Закончив «I Feel Fine», легендарная четверка заиграла песенку «Зомбаков»[114] «She's Not There»[115] – еще один из моих любимейших хитов всех времен, экспонат Маккейбовой Галереи Музыкальной Славы. Но почему вдруг битлы решили исполнить чужую песню? Никто из них не произнес ни слова – просто перешли с одной мелодии на другую. Я вздохнул, как влюбленный школьник. Мне даже не нужно было умирать, я и так знал, что это рай.

 

Когда они дошли до самой моей любимой части этой необыкновенной песни, Барри наклонился ко мне и прошептал:

– Поговорим сейчас или вы хотите дослушать до конца?

– Сейчас же. Если я останусь еще хоть на секунду, то просто не смогу отсюда уйти.

– Хорошо, тогда выйдем наружу. Они не перестанут играть, пока мы здесь.

Так битлы играли только для нас!

– Правда? – простонал я.

– Да. Ведь именно этого вы хотели, мистер Мак-кейб, так что все время, пока вы рядом, они будут исполнять ваши любимые мелодии.

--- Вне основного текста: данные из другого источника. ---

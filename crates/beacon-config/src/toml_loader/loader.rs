//! Core TOML config loading: read from path or platform default.

use crate::schema::BeaconConfig;
use crate::validation;
use beacon_common::ConfigError;
use std::fs::OpenOptions;
use std::io::{ErrorKind, Write};
use std::path::{Path, PathBuf};
use tracing::{info, warn};

use super::template::default_config_toml;

const APP_DIR: &str = "beacon";
const CONFIG_FILE: &str = "config.toml";

/// `<config_dir>/beacon/config.toml`
///
/// On Linux: `~/.config/beacon/config.toml`
/// On macOS: `~/Library/Application Support/beacon/config.toml`
pub fn default_config_path() -> Result<PathBuf, ConfigError> {
    dirs::config_dir()
        .map(|dir| dir.join(APP_DIR).join(CONFIG_FILE))
        .ok_or_else(|| ConfigError::ParseError("no platform config directory".into()))
}

/// Write the commented template to `path`.
///
/// Never clobbers: an existing file, even one created concurrently by
/// another beacon process, is left untouched.
pub fn create_default_config(path: &Path) -> Result<(), ConfigError> {
    let write_failed = |e: std::io::Error| {
        ConfigError::ParseError(format!("cannot write template {}: {e}", path.display()))
    };

    if let Some(parent) = path.parent() {
        std::fs::create_dir_all(parent).map_err(write_failed)?;
    }

    let mut file = match OpenOptions::new().write(true).create_new(true).open(path) {
        Ok(file) => file,
        Err(e) if e.kind() == ErrorKind::AlreadyExists => return Ok(()),
        Err(e) => return Err(write_failed(e)),
    };
    file.write_all(default_config_toml().as_bytes())
        .map_err(write_failed)?;

    info!(path = %path.display(), "wrote default beacon config");
    Ok(())
}

/// Load config from a specific TOML file path.
///
/// Missing fields take their serde defaults. Validation problems are logged
/// but not fatal here; [`crate::load_config`] is the strict entry point.
pub fn load_from_path(path: &Path) -> Result<BeaconConfig, ConfigError> {
    let content = std::fs::read_to_string(path).map_err(|e| match e.kind() {
        ErrorKind::NotFound => ConfigError::FileNotFound(path.to_path_buf()),
        _ => ConfigError::ParseError(format!("failed to read {}: {e}", path.display())),
    })?;

    let config: BeaconConfig = toml::from_str(&content)
        .map_err(|e| ConfigError::ParseError(format!("failed to parse {}: {e}", path.display())))?;

    if let Err(e) = validation::validate(&config) {
        warn!(path = %path.display(), "config validation warning: {e}");
    }

    info!("loaded config from {}", path.display());
    Ok(config)
}

/// Load config from [`default_config_path`].
///
/// If the file does not exist, the template is written and defaults are
/// returned. A read-only config directory only costs the template.
pub fn load_default() -> Result<BeaconConfig, ConfigError> {
    let path = default_config_path()?;

    match load_from_path(&path) {
        Ok(config) => Ok(config),
        Err(ConfigError::FileNotFound(_)) => {
            info!("no config found at {}, creating default", path.display());
            if let Err(e) = create_default_config(&path) {
                warn!("could not write default config: {e}");
            }
            Ok(BeaconConfig::default())
        }
        Err(e) => Err(e),
    }
}
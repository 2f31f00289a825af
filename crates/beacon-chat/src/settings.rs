//! Runtime settings for the chat session.

use std::time::Duration;

pub const DEFAULT_BASE_URL: &str = "http://localhost:8000";
pub const DEFAULT_REQUEST_TIMEOUT: Duration = Duration::from_secs(45);
pub const DEFAULT_COOLDOWN: Duration = Duration::from_secs(15);
pub const DEFAULT_COUNTDOWN_TICK: Duration = Duration::from_millis(500);
pub const DEFAULT_CONNECT_TIMEOUT: Duration = Duration::from_secs(10);

#[derive(Debug, Clone, PartialEq, Eq)]
pub struct ChatSettings {
    /// Backend origin; the ask path is appended to it.
    pub base_url: String,
    /// Hard limit for one ask, measured from issue.
    pub request_timeout: Duration,
    /// Minimum interval between accepted sends.
    pub cooldown: Duration,
    /// Cadence of the cosmetic countdown republish.
    pub countdown_tick: Duration,
    pub connect_timeout: Duration,
}

impl Default for ChatSettings {
    fn default() -> Self {
        Self {
            base_url: DEFAULT_BASE_URL.to_string(),
            request_timeout: DEFAULT_REQUEST_TIMEOUT,
            cooldown: DEFAULT_COOLDOWN,
            countdown_tick: DEFAULT_COUNTDOWN_TICK,
            connect_timeout: DEFAULT_CONNECT_TIMEOUT,
        }
    }
}

impl ChatSettings {
    pub fn with_base_url(mut self, base_url: impl Into<String>) -> Self {
        self.base_url = base_url.into();
        self
    }

    pub fn with_request_timeout(mut self, timeout: Duration) -> Self {
        self.request_timeout = timeout;
        self
    }

    pub fn with_cooldown(mut self, cooldown: Duration) -> Self {
        self.cooldown = cooldown;
        self
    }

    pub fn with_countdown_tick(mut self, tick: Duration) -> Self {
        self.countdown_tick = tick;
        self
    }

    pub fn with_connect_timeout(mut self, timeout: Duration) -> Self {
        self.connect_timeout = timeout;
        self
    }
}

#[cfg(test)]
mod tests {
    use super::*;

    #[test]
    fn defaults_match_dashboard_behaviour() {
        let settings = ChatSettings::default();
        assert_eq!(settings.base_url, "http://localhost:8000");
        assert_eq!(settings.request_timeout, Duration::from_secs(45));
        assert_eq!(settings.cooldown, Duration::from_secs(15));
        assert_eq!(settings.countdown_tick, Duration::from_millis(500));
    }

    #[test]
    fn builder_overrides() {
        let settings = ChatSettings::default()
            .with_base_url("https://beacon.internal")
            .with_cooldown(Duration::ZERO)
            .with_request_timeout(Duration::from_secs(5));
        assert_eq!(settings.base_url, "https://beacon.internal");
        assert!(settings.cooldown.is_zero());
        assert_eq!(settings.request_timeout, Duration::from_secs(5));
        assert_eq!(settings.connect_timeout, DEFAULT_CONNECT_TIMEOUT);
    }
}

– Помогите! – В голове у меня одно за другим стали мелькать названия любимых песен: «For No One»[116], «Walk Away Renee»[117], «Concrete and Clay»[118]… Уж наверно, они бы и их сыграли. Точно я сказал – настоящий рай.– Идем отсюда.

Уходя, я не рискнул оглянуться. Но впервые в жизни подумал, что, может, жена Лота была не так уж и глупа.

Снаружи на залитой солнцем стоянке по-прежнему царила тишина. Никакой музыки больше не было, и я понимал – это значит, что и их тоже нет. Вернись сейчас в магазин, и там вместо моей сбывшейся ненадолго мечты все как всегда – суп «кэмпбелл» и замороженные ножки ягненка на своих привычных местах. Посреди стоянки появились два дешевеньких зеленых садовых стула. На сиденьях стояли большие пластиковые стаканчики. Где-то неподалеку работала бензопила – воздух полнился ее звуками и запахами. Громко залаяла собака – гав-гав-гав,– будто спятила. На стоянку заехала машина. Раздался свист – долгий и высокий. Женский голос сказал «привет». День окончательно продрал глаза и спускался к завтраку. В пластиковых стаканчиках оказался кофе – идеально сладкий и обжигающе горячий, как раз по моему вкусу. Меня это все совершенно не удивило. Барри демонстрировал, что он превосходный хозяин, только и всего. Сидя на краешке дешевого железного стула, я разглядывал машину «скорой помощи» на другом конце стоянки. На несколько секунд мое сердце опять пустилось в свой танец. Я подул на дымящийся кофе и стал его пить маленькими осторожными глотками.

– Ладно, подошло время сказок. Просветите меня насчет происходящего.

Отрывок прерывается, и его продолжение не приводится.